§ **Task brief**
Find each line in the records below that contains the word "GraphicSlot", and copy it out.
--- Data under study Enclosed Below ---
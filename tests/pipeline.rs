//! End-to-end: extraction answer + real images → cropped graphics → .vcf.

use cardscan::adjuster::{AdjustEvent, AdjusterConfig, GraphicAdjuster};
use cardscan::extraction::parse_response;
use cardscan::imaging::{CropConfig, ImageBackend, RustBackend};
use cardscan::naming::graphic_filename;
use cardscan::pipeline::{SlotOutcome, auto_crop, decode_sources};
use cardscan::types::{ContactField, GraphicSlot};
use cardscan::vcard::VCardExport;
use image::{ImageFormat, Rgb, RgbImage};
use std::io::Cursor;
use tempfile::TempDir;

const RED: Rgb<u8> = Rgb([220, 30, 30]);
const BLUE: Rgb<u8> = Rgb([30, 30, 220]);

/// 800x500 card: red left half, blue right half.
fn card_png() -> Vec<u8> {
    let img = RgbImage::from_fn(800, 500, |x, _| if x < 400 { RED } else { BLUE });
    let mut buf = Cursor::new(Vec::new());
    img.write_to(&mut buf, ImageFormat::Png).unwrap();
    buf.into_inner()
}

fn close(actual: Rgb<u8>, expected: Rgb<u8>) -> bool {
    actual
        .0
        .iter()
        .zip(expected.0.iter())
        .all(|(a, e)| (*a as i16 - *e as i16).abs() <= 40)
}

fn center_pixel(jpeg: &[u8]) -> Rgb<u8> {
    let img = image::load_from_memory(jpeg).unwrap().to_rgb8();
    *img.get_pixel(img.width() / 2, img.height() / 2)
}

const RESPONSE: &str = r#"{
    "contact": {
        "fullName": "Jane Doe",
        "firstName": "Jane",
        "lastName": "Doe",
        "organization": "Acme Corp",
        "email": "jane@acme.example",
        "city": "Springfield",
        "logoBox": { "ymin": 0, "xmin": 500, "ymax": 1000, "xmax": 1000, "imageIndex": 0 },
        "photoBox": { "ymin": 0, "xmin": 0, "ymax": 1000, "xmax": 500, "imageIndex": 0 }
    },
    "confidence": 0.93
}"#;

#[test]
fn auto_crop_cuts_each_slot_from_its_box() {
    let backend = RustBackend::new();
    let mut contact = parse_response(RESPONSE).unwrap().contact;
    let sources = decode_sources(&backend, &[card_png()]).unwrap();

    let report = auto_crop(&backend, &mut contact, &sources, &CropConfig::default()).unwrap();

    assert_eq!(
        report.outcome(GraphicSlot::Logo),
        Some(&SlotOutcome::Cropped {
            image_index: 0,
            width: 320,
            height: 400
        })
    );
    let logo = contact.logo.as_ref().unwrap();
    assert_eq!(logo.mime, "image/jpeg");
    assert!(close(center_pixel(&logo.bytes), BLUE));

    let photo = contact.photo.as_ref().unwrap();
    assert!(close(center_pixel(&photo.bytes), RED));
}

#[test]
fn box_on_missing_image_leaves_slot_empty() {
    let backend = RustBackend::new();
    let mut contact = parse_response(
        r#"{"fullName":"Jane Doe","photoBox":{"ymin":0,"xmin":0,"ymax":500,"xmax":500,"imageIndex":3}}"#,
    )
    .unwrap()
    .contact;
    let sources = decode_sources(&backend, &[card_png()]).unwrap();

    let report = auto_crop(&backend, &mut contact, &sources, &CropConfig::default()).unwrap();

    assert_eq!(report.cropped_count(), 0);
    assert!(contact.photo.is_none());
    assert!(VCardExport::from_contact(&contact).content.contains("FN:Jane Doe"));
}

#[test]
fn undecodable_image_is_an_error() {
    let backend = RustBackend::new();
    assert!(decode_sources(&backend, &[card_png(), b"not an image".to_vec()]).is_err());
}

#[test]
fn adjuster_pan_moves_content_and_apply_has_no_guide() {
    let backend = RustBackend::new();
    let sources = vec![backend.decode(&card_png()).unwrap()];
    let mut adjuster = GraphicAdjuster::open(
        &backend,
        &sources,
        GraphicSlot::Photo,
        None,
        AdjusterConfig::default(),
    )
    .unwrap();
    assert!((adjuster.state().zoom - 0.8).abs() < 1e-9);

    // Shift the image right so the canvas center lands on the red half.
    assert!(adjuster.handle(AdjustEvent::Pan { dx: 100.0, dy: 0.0 }));

    let preview = adjuster.preview().unwrap();
    let corner = preview.get_pixel(2, 2);
    let image = adjuster.apply().unwrap();

    assert_eq!((image.width, image.height), (400, 400));
    let saved = image::load_from_memory(&image.bytes).unwrap().to_rgb8();
    assert!(close(*saved.get_pixel(200, 200), RED));
    // The preview dims the corner; the saved image keeps full brightness.
    assert!(saved.get_pixel(2, 200).0[0] > corner.0[0]);
}

#[test]
fn card_exports_to_named_vcf() {
    let tmp = TempDir::new().unwrap();
    let backend = RustBackend::new();
    let mut contact = parse_response(RESPONSE).unwrap().contact;
    contact.set(ContactField::JobTitle, "Head of Sales");
    let sources = decode_sources(&backend, &[card_png()]).unwrap();
    auto_crop(&backend, &mut contact, &sources, &CropConfig::default()).unwrap();

    let export = VCardExport::from_contact(&contact);
    let path = export.write_to(tmp.path()).unwrap();

    assert_eq!(path.file_name().unwrap(), "Jane_Doe.vcf");
    assert_eq!(export.mime, "text/vcard");
    let text = std::fs::read_to_string(&path).unwrap();
    assert_eq!(
        text,
        "BEGIN:VCARD\n\
         VERSION:3.0\n\
         FN:Jane Doe\n\
         N:Doe;Jane;;;\n\
         ORG:Acme Corp\n\
         TITLE:Head of Sales\n\
         EMAIL;TYPE=INTERNET,PREF:jane@acme.example\n\
         ADR;TYPE=WORK:;;;Springfield;;;\n\
         END:VCARD"
    );
    assert_eq!(
        graphic_filename(GraphicSlot::Logo, contact.logo.as_ref().unwrap()),
        "logo.jpg"
    );
}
--- End of Enclosed Data under study ---
§ **Your response**
use cardscan::types::{ContactField, GraphicSlot};
        report.outcome(GraphicSlot::Logo),
        GraphicSlot::Photo,
        graphic_filename(GraphicSlot::Logo, contact.logo.as_ref().unwrap()),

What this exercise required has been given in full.